- [About this exercise] From the entries below, copy out all lines holding "Soccer".

..........

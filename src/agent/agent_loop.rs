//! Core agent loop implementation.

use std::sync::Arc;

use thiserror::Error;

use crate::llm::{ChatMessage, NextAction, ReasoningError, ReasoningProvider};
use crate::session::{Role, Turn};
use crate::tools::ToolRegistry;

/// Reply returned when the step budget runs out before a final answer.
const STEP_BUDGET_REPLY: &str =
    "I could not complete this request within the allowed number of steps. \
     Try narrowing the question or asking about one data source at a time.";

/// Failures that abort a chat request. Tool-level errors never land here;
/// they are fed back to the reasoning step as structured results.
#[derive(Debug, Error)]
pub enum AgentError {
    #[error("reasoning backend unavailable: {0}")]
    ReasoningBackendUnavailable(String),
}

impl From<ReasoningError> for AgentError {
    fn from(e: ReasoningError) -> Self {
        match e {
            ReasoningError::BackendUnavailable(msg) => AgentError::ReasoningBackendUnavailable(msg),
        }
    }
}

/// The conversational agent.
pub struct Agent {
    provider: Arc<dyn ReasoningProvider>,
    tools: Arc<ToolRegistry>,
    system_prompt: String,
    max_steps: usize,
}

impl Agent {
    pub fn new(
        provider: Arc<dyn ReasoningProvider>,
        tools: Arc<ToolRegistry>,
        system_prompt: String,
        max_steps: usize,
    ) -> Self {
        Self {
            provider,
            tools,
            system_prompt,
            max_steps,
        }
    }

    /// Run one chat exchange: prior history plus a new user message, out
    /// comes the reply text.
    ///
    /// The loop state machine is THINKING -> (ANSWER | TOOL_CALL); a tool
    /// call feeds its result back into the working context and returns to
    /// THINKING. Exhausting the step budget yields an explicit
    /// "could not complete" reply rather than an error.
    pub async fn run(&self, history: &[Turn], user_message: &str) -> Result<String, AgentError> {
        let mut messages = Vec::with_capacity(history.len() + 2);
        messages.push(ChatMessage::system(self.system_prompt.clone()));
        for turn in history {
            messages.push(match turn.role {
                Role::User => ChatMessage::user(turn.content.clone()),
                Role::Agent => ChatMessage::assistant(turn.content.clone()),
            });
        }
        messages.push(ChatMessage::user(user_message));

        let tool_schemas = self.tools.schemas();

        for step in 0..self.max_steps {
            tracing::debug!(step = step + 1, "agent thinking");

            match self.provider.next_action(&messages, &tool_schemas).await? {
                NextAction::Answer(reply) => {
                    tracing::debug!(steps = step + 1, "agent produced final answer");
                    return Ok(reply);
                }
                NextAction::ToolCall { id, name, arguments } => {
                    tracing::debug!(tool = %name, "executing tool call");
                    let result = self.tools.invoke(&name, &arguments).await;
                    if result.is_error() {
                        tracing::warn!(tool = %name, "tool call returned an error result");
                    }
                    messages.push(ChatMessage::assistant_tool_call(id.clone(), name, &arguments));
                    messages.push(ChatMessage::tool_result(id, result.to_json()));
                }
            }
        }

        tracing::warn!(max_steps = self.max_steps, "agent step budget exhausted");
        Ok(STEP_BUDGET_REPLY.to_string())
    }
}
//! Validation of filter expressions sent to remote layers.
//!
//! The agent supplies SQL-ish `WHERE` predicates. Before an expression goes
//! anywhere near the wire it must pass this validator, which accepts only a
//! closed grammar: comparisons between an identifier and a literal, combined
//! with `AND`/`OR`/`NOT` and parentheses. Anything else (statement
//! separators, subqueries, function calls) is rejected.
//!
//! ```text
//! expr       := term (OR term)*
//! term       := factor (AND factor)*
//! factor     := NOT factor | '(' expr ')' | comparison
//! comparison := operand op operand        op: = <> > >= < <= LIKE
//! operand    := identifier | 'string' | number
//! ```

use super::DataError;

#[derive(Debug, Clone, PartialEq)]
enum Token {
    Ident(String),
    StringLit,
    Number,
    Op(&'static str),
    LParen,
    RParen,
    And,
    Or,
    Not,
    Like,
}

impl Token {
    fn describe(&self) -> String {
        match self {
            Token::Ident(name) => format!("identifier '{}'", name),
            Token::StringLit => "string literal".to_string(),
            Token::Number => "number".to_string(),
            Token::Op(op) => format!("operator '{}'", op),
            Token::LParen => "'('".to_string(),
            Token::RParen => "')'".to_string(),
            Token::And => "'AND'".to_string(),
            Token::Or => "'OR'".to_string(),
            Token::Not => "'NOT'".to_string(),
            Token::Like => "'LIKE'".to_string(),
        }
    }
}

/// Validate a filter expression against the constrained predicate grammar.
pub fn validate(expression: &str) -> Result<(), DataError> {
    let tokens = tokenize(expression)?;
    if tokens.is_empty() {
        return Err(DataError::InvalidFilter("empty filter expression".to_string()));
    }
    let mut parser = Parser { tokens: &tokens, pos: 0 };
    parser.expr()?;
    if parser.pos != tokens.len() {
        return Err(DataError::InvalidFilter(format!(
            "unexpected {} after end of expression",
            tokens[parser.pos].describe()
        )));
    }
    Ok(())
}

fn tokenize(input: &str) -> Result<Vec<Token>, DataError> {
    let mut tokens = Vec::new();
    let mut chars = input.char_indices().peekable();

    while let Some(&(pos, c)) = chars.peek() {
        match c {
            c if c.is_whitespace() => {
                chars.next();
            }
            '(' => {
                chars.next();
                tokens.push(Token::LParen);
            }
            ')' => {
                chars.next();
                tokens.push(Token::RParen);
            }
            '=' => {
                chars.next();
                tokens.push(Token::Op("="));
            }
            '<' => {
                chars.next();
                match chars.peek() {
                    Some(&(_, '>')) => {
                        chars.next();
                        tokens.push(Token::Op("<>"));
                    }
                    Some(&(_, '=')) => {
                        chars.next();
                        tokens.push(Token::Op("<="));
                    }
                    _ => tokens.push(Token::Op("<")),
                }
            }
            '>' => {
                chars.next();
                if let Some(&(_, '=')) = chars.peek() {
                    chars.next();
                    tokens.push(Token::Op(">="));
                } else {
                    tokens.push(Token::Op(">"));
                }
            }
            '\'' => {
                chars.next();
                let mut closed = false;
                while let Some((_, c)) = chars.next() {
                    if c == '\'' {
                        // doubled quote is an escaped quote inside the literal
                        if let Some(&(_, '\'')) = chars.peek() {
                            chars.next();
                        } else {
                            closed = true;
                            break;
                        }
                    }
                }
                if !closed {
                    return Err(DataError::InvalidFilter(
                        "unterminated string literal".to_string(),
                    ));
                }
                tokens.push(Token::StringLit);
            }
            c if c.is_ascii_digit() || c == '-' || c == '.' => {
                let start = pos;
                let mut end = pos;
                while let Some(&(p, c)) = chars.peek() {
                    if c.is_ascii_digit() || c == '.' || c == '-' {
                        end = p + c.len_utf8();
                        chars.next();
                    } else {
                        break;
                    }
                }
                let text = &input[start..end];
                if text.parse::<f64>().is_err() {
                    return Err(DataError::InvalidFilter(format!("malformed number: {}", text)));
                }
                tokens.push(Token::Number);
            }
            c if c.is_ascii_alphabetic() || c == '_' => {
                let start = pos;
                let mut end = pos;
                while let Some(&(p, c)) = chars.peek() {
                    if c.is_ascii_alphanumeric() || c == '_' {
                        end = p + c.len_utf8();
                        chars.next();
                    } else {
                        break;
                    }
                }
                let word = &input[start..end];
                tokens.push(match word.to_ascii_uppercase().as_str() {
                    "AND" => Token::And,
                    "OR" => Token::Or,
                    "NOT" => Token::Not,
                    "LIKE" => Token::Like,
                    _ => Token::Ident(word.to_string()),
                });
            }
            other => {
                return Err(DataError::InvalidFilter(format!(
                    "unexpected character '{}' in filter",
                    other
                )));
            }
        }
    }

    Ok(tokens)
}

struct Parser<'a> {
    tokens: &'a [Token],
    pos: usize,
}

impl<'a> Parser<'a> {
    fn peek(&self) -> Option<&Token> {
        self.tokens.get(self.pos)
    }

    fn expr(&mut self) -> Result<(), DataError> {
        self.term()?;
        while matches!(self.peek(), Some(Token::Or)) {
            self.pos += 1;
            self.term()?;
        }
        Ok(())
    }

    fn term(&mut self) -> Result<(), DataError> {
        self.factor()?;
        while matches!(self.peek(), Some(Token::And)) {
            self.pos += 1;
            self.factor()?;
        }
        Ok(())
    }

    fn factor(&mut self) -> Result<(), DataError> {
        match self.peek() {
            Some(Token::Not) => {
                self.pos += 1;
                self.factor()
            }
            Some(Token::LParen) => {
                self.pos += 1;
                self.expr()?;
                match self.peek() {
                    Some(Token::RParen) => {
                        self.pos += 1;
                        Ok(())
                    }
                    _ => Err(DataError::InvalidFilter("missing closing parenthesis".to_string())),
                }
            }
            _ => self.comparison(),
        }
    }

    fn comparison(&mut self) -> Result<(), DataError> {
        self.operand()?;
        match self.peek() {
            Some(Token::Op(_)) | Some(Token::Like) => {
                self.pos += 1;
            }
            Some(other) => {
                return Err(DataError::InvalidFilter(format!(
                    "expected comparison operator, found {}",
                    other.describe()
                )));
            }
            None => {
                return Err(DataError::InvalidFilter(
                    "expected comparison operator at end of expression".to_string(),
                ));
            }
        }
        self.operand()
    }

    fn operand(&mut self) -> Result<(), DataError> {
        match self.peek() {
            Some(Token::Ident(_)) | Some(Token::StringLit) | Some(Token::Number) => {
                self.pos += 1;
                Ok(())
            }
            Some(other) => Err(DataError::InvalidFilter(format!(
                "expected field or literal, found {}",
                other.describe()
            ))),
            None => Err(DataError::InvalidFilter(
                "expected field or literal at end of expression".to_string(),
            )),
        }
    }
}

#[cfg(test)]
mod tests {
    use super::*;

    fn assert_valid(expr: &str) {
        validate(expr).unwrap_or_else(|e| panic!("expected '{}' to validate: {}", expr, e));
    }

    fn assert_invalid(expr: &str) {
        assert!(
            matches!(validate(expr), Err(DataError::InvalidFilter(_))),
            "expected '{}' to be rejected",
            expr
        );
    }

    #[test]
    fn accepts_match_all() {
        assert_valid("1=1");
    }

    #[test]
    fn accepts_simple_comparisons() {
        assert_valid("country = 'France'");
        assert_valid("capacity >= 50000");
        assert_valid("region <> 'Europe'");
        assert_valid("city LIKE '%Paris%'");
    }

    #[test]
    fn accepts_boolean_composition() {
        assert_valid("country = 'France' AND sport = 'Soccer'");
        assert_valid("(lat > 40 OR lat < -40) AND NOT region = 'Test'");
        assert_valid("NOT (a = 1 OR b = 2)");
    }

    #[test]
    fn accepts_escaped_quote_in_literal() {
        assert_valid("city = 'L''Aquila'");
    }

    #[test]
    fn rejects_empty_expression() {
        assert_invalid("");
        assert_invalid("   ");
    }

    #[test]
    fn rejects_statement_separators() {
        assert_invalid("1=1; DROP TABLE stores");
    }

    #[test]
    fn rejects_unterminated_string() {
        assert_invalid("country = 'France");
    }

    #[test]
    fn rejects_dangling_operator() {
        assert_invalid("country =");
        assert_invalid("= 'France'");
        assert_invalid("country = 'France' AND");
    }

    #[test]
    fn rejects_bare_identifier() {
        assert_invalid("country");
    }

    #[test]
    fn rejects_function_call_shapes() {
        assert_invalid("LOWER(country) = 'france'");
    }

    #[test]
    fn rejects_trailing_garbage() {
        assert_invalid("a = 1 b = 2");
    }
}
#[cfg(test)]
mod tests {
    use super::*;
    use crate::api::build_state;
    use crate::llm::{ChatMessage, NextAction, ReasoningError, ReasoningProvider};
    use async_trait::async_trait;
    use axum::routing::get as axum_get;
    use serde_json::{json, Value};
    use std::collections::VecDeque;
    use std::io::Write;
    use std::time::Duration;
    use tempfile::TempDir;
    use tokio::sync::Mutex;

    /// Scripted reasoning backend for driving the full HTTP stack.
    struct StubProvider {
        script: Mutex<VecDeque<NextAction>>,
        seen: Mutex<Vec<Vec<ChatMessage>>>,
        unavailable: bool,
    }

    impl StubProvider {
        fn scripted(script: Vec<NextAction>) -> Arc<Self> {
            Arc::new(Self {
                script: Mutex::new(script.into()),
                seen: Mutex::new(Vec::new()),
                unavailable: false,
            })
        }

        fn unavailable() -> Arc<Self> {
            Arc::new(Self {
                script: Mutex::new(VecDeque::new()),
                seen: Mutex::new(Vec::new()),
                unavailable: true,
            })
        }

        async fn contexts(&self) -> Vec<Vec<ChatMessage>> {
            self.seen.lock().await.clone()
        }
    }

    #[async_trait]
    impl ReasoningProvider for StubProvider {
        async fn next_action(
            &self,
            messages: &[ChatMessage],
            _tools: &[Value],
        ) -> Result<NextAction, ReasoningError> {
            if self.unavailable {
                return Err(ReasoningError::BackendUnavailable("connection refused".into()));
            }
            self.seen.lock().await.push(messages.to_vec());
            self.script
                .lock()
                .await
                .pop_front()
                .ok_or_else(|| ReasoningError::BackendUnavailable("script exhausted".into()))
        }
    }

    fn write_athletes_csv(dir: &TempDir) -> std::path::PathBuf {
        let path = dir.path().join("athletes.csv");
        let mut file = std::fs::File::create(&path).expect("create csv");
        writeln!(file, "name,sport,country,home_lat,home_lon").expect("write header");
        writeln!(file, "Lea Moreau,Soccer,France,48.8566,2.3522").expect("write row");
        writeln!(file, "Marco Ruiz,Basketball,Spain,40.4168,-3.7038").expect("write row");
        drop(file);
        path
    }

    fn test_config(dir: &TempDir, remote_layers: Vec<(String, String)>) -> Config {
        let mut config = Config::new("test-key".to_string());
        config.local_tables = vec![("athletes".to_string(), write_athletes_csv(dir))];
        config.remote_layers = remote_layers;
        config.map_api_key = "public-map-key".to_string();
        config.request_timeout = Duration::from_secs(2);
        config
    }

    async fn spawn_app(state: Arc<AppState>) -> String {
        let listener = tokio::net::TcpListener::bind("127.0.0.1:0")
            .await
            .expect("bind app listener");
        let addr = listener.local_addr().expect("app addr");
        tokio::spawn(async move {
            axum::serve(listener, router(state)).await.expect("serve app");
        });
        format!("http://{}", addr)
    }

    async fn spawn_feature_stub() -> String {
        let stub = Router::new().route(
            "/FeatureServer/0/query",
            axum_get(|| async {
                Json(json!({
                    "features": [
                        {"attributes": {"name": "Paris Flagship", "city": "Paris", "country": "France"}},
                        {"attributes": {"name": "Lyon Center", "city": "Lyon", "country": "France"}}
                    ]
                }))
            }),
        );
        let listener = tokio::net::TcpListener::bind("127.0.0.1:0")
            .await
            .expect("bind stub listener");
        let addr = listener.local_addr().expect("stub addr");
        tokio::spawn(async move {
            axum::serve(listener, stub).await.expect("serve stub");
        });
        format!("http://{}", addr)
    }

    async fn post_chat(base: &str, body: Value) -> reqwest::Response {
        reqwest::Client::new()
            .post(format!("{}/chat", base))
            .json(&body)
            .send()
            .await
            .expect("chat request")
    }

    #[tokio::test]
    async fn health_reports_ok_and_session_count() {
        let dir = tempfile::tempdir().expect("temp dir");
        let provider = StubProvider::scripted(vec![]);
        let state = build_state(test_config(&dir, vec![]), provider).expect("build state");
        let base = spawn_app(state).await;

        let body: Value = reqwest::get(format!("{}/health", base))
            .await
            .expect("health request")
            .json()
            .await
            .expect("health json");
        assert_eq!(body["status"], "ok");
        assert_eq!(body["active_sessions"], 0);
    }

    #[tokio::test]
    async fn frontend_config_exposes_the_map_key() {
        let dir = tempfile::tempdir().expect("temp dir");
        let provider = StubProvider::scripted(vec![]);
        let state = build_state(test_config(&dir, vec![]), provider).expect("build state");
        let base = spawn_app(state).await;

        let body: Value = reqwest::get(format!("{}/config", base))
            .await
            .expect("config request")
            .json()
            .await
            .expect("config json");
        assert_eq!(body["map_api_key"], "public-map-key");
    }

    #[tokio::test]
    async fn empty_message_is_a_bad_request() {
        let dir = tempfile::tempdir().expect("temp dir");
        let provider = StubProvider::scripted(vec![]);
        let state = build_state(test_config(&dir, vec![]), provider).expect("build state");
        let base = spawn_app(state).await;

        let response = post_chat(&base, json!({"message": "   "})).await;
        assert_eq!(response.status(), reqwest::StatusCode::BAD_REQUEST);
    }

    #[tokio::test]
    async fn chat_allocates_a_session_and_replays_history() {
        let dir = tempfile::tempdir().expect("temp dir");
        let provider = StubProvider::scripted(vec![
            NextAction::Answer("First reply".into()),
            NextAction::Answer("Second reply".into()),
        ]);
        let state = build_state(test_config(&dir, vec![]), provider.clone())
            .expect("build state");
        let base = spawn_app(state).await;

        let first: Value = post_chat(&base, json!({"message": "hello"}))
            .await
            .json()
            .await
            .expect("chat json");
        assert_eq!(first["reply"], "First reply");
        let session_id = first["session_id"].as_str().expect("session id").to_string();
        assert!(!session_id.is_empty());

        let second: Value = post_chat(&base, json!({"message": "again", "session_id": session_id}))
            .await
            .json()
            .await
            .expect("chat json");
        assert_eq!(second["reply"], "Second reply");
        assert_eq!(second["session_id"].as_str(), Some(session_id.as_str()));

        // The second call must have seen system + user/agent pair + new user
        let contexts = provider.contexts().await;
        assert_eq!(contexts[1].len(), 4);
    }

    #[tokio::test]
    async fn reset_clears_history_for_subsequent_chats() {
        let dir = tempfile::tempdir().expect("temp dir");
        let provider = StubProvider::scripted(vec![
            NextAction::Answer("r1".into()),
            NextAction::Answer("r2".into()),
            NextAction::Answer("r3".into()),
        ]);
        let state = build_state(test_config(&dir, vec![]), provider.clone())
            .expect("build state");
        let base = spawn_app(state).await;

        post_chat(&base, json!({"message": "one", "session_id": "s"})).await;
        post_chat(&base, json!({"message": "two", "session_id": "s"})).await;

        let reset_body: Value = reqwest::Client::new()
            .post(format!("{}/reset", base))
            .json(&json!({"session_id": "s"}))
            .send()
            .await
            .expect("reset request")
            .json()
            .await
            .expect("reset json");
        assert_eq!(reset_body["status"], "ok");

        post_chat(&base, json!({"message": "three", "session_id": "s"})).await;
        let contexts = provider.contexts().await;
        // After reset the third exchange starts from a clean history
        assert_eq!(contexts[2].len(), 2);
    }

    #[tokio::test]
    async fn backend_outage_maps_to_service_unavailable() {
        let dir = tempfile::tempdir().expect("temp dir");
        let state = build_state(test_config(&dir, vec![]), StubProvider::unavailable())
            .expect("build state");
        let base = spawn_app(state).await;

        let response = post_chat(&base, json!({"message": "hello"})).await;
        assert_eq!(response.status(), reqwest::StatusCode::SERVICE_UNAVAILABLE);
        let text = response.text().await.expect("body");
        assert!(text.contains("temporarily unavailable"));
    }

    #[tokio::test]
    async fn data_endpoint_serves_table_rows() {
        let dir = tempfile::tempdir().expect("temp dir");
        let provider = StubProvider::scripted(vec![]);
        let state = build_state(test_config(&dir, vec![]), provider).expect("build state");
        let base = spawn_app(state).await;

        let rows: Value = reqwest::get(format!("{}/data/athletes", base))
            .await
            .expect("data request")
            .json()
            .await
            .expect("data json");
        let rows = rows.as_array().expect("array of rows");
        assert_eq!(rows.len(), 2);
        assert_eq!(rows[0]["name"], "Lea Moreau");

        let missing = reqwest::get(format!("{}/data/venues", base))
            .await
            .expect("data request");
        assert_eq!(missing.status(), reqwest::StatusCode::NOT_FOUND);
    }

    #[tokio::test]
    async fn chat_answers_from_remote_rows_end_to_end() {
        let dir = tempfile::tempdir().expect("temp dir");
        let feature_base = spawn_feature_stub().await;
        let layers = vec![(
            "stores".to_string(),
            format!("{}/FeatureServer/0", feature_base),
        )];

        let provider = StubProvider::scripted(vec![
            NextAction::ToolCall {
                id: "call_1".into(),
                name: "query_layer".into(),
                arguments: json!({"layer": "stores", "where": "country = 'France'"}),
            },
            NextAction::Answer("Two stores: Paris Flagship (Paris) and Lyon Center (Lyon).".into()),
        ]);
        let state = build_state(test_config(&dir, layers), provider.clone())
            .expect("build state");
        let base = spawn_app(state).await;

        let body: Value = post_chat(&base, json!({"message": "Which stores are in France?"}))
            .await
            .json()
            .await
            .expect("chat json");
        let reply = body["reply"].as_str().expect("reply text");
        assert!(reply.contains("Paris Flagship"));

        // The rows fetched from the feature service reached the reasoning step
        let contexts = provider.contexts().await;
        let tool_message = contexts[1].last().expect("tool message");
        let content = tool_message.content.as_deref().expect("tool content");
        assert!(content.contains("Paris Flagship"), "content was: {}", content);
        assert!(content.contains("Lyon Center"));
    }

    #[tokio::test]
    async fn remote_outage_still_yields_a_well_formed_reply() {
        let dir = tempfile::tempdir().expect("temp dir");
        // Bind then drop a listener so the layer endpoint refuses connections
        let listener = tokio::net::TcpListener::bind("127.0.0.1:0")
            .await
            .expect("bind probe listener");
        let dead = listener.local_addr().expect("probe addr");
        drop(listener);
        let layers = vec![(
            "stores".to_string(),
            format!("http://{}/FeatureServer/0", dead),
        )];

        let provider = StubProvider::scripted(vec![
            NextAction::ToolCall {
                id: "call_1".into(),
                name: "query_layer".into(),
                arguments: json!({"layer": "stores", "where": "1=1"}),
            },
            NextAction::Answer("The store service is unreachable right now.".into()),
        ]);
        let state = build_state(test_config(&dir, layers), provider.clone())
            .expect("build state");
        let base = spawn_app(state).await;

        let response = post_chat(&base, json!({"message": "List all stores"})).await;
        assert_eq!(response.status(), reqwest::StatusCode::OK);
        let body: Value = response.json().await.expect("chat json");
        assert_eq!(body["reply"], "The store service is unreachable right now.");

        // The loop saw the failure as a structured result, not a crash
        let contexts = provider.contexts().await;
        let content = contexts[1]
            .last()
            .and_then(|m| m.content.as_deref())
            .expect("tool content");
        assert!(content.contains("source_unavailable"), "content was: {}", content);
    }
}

..........

- [Exercise result]
        assert_valid("country = 'France' AND sport = 'Soccer'");
        writeln!(file, "Lea Moreau,Soccer,France,48.8566,2.3522").expect("write row");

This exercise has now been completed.